AN ANIMAL sanctuary is Malaga has opened its door to the public to raise funds.
The Malaga Animals Society has hosted a day of activities including children’s workshops, a market, paella, cocktails and tours to help pay for its animals after collecting 1,251 between January and September.
The organisation took in 873 dogs, 291 cats and 89 other types of animals in that period, with food bills reaching more than €5,000 a month according to its president, Carmen Manzano. Veterinary treatment, medicines and staff salaries also add up, brining the charity’s total monthly outgoings to more than €30,000.
Eighty dogs were returned to their owners this year after having their chips scanned, while 153 dogs and 40 cats were rehoused. More than 900 animals remain in the shelter however. Carmen Manzano praised volunteers for their “immense social work” in helping the charity, as well as explaining Malaga was “increasingly empathetic and respectful to animals.”
She also thanked Malaga Council for signing an agreement to help fund the shelter, increasing its funding by 40 per cent to €50,000 a year.
Meanwhile, in August a Torremolinos court granted the town council’s request to take part in the trial of Carmen Marin, former president of charity, Parque Animal.

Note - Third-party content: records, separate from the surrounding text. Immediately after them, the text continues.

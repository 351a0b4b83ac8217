use std::collections::HashMap;

use serde::Serialize;

pub use crate::catalog::models::ArtifactRef;

use crate::catalog::models::{Artifact, ArtifactId, UserId, VocabularyId, VocabularyKind};
use crate::catalog::repository::{ArtifactFilter, Repository};
use crate::definition::ArtifactDefinition;
use crate::error::{CatalogError, Result};

/// Denormalized view of a stored artifact
#[derive(Debug, Serialize, Clone, PartialEq, Eq)]
pub struct ArtifactSummary {
    pub id: ArtifactId,
    pub name: String,
    pub author: String,
    pub supported_os: Vec<String>,
    pub labels: Vec<String>,
    pub sources: Vec<String>,
}

/// A vocabulary entry with the artifacts linked to it
#[derive(Debug, Serialize, Clone, PartialEq, Eq)]
pub struct VocabularyListing {
    pub name: String,
    #[serde(skip_serializing_if = "Option::is_none")]
    pub description: Option<String>,
    pub artifacts: Vec<ArtifactRef>,
}

/// A user with the artifacts they author
#[derive(Debug, Serialize, Clone, PartialEq, Eq)]
pub struct AuthorListing {
    pub name: String,
    pub fullname: String,
    pub artifacts: Vec<ArtifactRef>,
}

/// A stored artifact with its parsed definition
#[derive(Debug, Serialize, Clone, PartialEq)]
pub struct ArtifactDetail {
    #[serde(flatten)]
    pub summary: ArtifactSummary,
    pub definition: ArtifactDefinition,
}

/// Artifacts matching `filter`, ordered by id.
pub fn list<R: Repository + ?Sized>(
    repo: &R,
    filter: &ArtifactFilter,
) -> Result<Vec<ArtifactSummary>> {
    let artifacts = repo.query_artifacts(filter)?;
    summarize(repo, &artifacts)
}

/// Summary and definition of artifact `id`.
pub fn detail<R: Repository + ?Sized>(repo: &R, id: ArtifactId) -> Result<ArtifactDetail> {
    let artifact = repo
        .find_artifact_by_id(id)?
        .ok_or_else(|| CatalogError::not_found("Artifact", id))?;
    let definition = ArtifactDefinition::from_canonical_json(&artifact.data)?;
    let summary = summarize(repo, std::slice::from_ref(&artifact))?
        .pop()
        .ok_or_else(|| CatalogError::not_found("Artifact", id))?;

    Ok(ArtifactDetail { summary, definition })
}

fn summarize<R: Repository + ?Sized>(
    repo: &R,
    artifacts: &[Artifact],
) -> Result<Vec<ArtifactSummary>> {
    if artifacts.is_empty() {
        return Ok(Vec::new());
    }

    let mut vocabulary: HashMap<VocabularyKind, HashMap<VocabularyId, String>> = HashMap::new();
    for kind in VocabularyKind::ALL {
        let names = repo
            .list_vocabulary(kind)?
            .into_iter()
            .map(|entry| (entry.id, entry.name))
            .collect();
        vocabulary.insert(kind, names);
    }

    let authors: HashMap<UserId, String> = repo
        .list_users()?
        .into_iter()
        .map(|user| (user.id, user.name))
        .collect();

    let names_of = |artifact: &Artifact, kind: VocabularyKind| -> Result<Vec<String>> {
        let mut names = artifact
            .associations
            .get(kind)
            .iter()
            .map(|id| {
                vocabulary
                    .get(&kind)
                    .and_then(|names| names.get(id))
                    .cloned()
                    .ok_or_else(|| {
                        CatalogError::not_found("Vocabulary entry", format!("{} {}", kind, id))
                    })
            })
            .collect::<Result<Vec<_>>>()?;
        names.sort();
        Ok(names)
    };

    artifacts
        .iter()
        .map(|artifact| -> Result<ArtifactSummary> {
            let author = authors
                .get(&artifact.author)
                .cloned()
                .ok_or_else(|| CatalogError::not_found("User", artifact.author))?;
            Ok(ArtifactSummary {
                id: artifact.id,
                name: artifact.name.clone(),
                author,
                supported_os: names_of(artifact, VocabularyKind::SupportedOs)?,
                labels: names_of(artifact, VocabularyKind::Label)?,
                sources: names_of(artifact, VocabularyKind::Source)?,
            })
        })
        .collect()
}

/// Every entry of one vocabulary with its linked artifacts.
pub fn vocabulary_listing<R: Repository + ?Sized>(
    repo: &R,
    kind: VocabularyKind,
) -> Result<Vec<VocabularyListing>> {
    let mut linked: HashMap<VocabularyId, Vec<ArtifactRef>> = HashMap::new();
    for (entry_id, artifact) in repo.list_links(kind)? {
        linked.entry(entry_id).or_default().push(artifact);
    }

    let listings = repo
        .list_vocabulary(kind)?
        .into_iter()
        .map(|entry| VocabularyListing {
            artifacts: linked.remove(&entry.id).unwrap_or_default(),
            name: entry.name,
            description: entry.description,
        })
        .collect();

    Ok(listings)
}

/// Every user with the artifacts they author.
pub fn author_listing<R: Repository + ?Sized>(repo: &R) -> Result<Vec<AuthorListing>> {
    let mut authored: HashMap<UserId, Vec<ArtifactRef>> = HashMap::new();
    for (author, artifact) in repo.list_authored()? {
        authored.entry(author).or_default().push(artifact);
    }

    let listings = repo
        .list_users()?
        .into_iter()
        .map(|user| AuthorListing {
            artifacts: authored.remove(&user.id).unwrap_or_default(),
            name: user.name,
            fullname: user.fullname,
        })
        .collect();

    Ok(listings)
}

Marin, who was previously sentenced to four years in prison for animal abuse and document forgery, faces a new trial accused of using charity funds to pay for a luxury lifestyle.
Parque Animal was run from 1998 to 2010 by the accused, until she was jailed after Guardia Civil officers found the bodies of dozens of animals in rubbish bins and freezers. At her trial, the judge found Marin had made a “lucrative” business out of the charity, which benefitted from zero tax, and carried out “culling sessions” on a “massive and unjustified” scale. Marin currently faces further charges of using the charity’s money to fund luxury travel, restaurant trips and cars.
At her latest trial, the judge said he believed Parque Animal paid out €104,382 to department stores, using the funds to reform and decorate her daughter’s beauty centre. Marin is also accused of using public funds to pay for a lift in one of her buildings, supermarket purchases and car rental, after receiving tens of thousands of Euros from the council.
The Animal Park account, registered as a non-profit association, also served, according to the order, for Marín and his family to pay twenty practical classes in a driving school, fees in a gym, trips and meals in restaurants.